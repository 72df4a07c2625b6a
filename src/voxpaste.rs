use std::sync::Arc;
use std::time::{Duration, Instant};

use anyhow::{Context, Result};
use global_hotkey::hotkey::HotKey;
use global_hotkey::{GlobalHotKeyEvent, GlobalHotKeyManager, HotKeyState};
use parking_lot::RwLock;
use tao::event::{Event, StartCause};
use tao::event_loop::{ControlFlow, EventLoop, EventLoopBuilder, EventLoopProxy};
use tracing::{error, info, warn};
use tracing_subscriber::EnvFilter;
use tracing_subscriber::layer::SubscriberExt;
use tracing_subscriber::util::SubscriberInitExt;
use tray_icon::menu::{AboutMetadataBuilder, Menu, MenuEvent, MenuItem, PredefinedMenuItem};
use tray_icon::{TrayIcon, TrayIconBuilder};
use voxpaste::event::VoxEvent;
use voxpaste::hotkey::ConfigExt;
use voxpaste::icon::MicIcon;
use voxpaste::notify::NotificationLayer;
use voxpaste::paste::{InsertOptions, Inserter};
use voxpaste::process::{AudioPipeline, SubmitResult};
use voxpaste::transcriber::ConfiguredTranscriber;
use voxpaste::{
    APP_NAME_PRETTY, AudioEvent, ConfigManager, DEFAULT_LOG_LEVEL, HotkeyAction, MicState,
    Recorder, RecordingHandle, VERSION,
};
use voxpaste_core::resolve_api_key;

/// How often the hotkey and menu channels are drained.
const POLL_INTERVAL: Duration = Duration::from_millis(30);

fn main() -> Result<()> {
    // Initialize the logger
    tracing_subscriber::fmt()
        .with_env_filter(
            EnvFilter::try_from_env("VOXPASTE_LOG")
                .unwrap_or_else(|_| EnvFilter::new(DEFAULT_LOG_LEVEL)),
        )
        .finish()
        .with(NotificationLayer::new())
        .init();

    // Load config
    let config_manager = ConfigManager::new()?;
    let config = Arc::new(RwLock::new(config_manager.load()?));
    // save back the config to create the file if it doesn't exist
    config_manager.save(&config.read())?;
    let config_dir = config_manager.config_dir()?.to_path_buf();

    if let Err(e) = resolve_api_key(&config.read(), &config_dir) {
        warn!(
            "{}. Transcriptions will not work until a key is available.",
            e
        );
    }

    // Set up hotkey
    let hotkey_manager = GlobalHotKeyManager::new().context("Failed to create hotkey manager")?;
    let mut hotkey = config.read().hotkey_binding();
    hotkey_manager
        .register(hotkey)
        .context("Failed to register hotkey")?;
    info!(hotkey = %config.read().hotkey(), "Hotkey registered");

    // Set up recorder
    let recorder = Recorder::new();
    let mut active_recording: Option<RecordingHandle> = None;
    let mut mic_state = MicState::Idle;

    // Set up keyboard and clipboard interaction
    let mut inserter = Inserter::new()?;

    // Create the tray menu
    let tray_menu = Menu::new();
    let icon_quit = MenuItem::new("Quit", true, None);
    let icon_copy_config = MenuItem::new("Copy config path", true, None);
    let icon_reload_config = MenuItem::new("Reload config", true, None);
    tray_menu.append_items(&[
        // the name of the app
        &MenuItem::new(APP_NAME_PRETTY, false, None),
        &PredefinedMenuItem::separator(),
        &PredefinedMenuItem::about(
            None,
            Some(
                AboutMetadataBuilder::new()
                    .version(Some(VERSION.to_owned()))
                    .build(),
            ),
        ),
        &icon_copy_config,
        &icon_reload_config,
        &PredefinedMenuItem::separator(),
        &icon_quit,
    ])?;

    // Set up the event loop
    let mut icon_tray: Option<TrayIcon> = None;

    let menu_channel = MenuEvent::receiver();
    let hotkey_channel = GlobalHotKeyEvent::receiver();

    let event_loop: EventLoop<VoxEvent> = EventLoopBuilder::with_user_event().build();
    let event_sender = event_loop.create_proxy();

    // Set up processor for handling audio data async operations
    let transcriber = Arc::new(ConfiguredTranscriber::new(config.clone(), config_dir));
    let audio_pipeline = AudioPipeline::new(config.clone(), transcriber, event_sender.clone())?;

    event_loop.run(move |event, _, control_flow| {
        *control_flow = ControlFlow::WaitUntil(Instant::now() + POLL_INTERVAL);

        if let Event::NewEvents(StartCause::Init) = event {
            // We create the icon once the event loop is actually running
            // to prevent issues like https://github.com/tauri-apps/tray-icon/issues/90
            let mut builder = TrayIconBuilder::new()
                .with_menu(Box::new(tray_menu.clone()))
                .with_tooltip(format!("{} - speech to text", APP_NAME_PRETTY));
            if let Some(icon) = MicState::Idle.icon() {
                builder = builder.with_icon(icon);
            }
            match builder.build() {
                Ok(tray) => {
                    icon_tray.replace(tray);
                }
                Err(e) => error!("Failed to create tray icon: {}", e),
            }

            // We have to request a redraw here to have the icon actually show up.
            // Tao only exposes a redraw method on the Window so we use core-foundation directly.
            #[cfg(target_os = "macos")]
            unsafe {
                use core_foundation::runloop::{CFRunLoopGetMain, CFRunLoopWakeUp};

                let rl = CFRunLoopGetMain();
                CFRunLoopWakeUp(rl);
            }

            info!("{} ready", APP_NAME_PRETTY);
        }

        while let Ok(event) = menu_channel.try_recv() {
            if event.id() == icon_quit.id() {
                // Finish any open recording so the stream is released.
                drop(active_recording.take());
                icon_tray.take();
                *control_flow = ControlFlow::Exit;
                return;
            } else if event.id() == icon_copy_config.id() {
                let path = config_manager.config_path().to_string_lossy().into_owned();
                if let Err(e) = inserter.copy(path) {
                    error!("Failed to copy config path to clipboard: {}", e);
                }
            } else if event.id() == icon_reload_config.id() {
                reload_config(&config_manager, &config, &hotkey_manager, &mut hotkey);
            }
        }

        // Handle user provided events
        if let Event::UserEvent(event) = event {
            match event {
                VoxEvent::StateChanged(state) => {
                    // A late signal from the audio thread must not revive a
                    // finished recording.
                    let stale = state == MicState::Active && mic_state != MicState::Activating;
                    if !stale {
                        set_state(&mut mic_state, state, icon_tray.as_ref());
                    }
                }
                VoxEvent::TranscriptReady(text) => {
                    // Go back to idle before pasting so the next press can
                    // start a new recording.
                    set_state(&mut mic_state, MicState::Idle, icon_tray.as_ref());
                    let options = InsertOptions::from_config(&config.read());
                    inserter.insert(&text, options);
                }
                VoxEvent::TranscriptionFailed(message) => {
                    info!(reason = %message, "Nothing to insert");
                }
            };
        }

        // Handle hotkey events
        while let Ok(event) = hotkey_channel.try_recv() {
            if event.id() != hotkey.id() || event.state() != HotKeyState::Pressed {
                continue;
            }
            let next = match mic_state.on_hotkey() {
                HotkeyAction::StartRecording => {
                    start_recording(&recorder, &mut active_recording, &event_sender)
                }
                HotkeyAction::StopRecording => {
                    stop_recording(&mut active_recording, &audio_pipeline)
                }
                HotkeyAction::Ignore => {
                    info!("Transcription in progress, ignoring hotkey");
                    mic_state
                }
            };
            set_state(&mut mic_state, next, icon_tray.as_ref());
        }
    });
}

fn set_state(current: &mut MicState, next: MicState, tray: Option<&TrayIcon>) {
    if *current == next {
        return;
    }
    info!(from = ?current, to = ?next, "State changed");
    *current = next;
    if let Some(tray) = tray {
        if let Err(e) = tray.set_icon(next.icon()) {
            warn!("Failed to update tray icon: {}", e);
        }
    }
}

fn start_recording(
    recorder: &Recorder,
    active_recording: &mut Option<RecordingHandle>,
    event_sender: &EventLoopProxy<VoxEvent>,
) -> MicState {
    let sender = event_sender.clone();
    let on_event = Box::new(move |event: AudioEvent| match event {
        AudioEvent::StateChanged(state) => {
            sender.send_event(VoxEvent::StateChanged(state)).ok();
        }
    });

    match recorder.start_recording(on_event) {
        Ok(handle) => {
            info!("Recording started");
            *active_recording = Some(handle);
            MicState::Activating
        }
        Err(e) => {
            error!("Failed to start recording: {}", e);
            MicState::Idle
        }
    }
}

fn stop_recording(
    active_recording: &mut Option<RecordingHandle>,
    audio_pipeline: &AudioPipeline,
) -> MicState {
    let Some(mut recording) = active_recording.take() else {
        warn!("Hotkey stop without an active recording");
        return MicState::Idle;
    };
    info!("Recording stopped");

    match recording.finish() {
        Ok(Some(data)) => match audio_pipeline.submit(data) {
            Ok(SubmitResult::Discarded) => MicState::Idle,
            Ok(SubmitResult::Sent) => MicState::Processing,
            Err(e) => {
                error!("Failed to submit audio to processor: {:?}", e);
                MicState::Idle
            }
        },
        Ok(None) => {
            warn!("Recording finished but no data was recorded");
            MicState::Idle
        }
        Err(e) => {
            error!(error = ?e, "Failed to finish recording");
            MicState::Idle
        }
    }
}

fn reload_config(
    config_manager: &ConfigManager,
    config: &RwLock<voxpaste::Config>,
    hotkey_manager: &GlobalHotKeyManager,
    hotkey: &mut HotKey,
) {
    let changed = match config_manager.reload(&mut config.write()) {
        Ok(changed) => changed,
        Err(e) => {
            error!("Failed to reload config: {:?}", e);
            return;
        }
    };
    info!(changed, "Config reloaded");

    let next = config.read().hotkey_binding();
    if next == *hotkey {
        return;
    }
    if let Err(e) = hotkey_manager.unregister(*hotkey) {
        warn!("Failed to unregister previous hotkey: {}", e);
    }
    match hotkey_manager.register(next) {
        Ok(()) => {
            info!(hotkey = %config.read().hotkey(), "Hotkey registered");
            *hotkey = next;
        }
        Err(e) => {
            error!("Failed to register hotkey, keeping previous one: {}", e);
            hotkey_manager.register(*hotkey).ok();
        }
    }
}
+ + + + + + +
AIM OF THE EXERCISE - Please copy, exactly as written, every line in the listing above from the line with "a new recording." up to and including the line with "info!(from = ?current, to".

ANSWER SECTION -
                    // start a new recording.
                    set_state(&mut mic_state, MicState::Idle, icon_tray.as_ref());
                    let options = InsertOptions::from_config(&config.read());
                    inserter.insert(&text, options);
                }
                VoxEvent::TranscriptionFailed(message) => {
                    info!(reason = %message, "Nothing to insert");
                }
            };
        }

        // Handle hotkey events
        while let Ok(event) = hotkey_channel.try_recv() {
            if event.id() != hotkey.id() || event.state() != HotKeyState::Pressed {
                continue;
            }
            let next = match mic_state.on_hotkey() {
                HotkeyAction::StartRecording => {
                    start_recording(&recorder, &mut active_recording, &event_sender)
                }
                HotkeyAction::StopRecording => {
                    stop_recording(&mut active_recording, &audio_pipeline)
                }
                HotkeyAction::Ignore => {
                    info!("Transcription in progress, ignoring hotkey");
                    mic_state
                }
            };
            set_state(&mut mic_state, next, icon_tray.as_ref());
        }
    });
}

fn set_state(current: &mut MicState, next: MicState, tray: Option<&TrayIcon>) {
    if *current == next {
        return;
    }
    info!(from = ?current, to = ?next, "State changed");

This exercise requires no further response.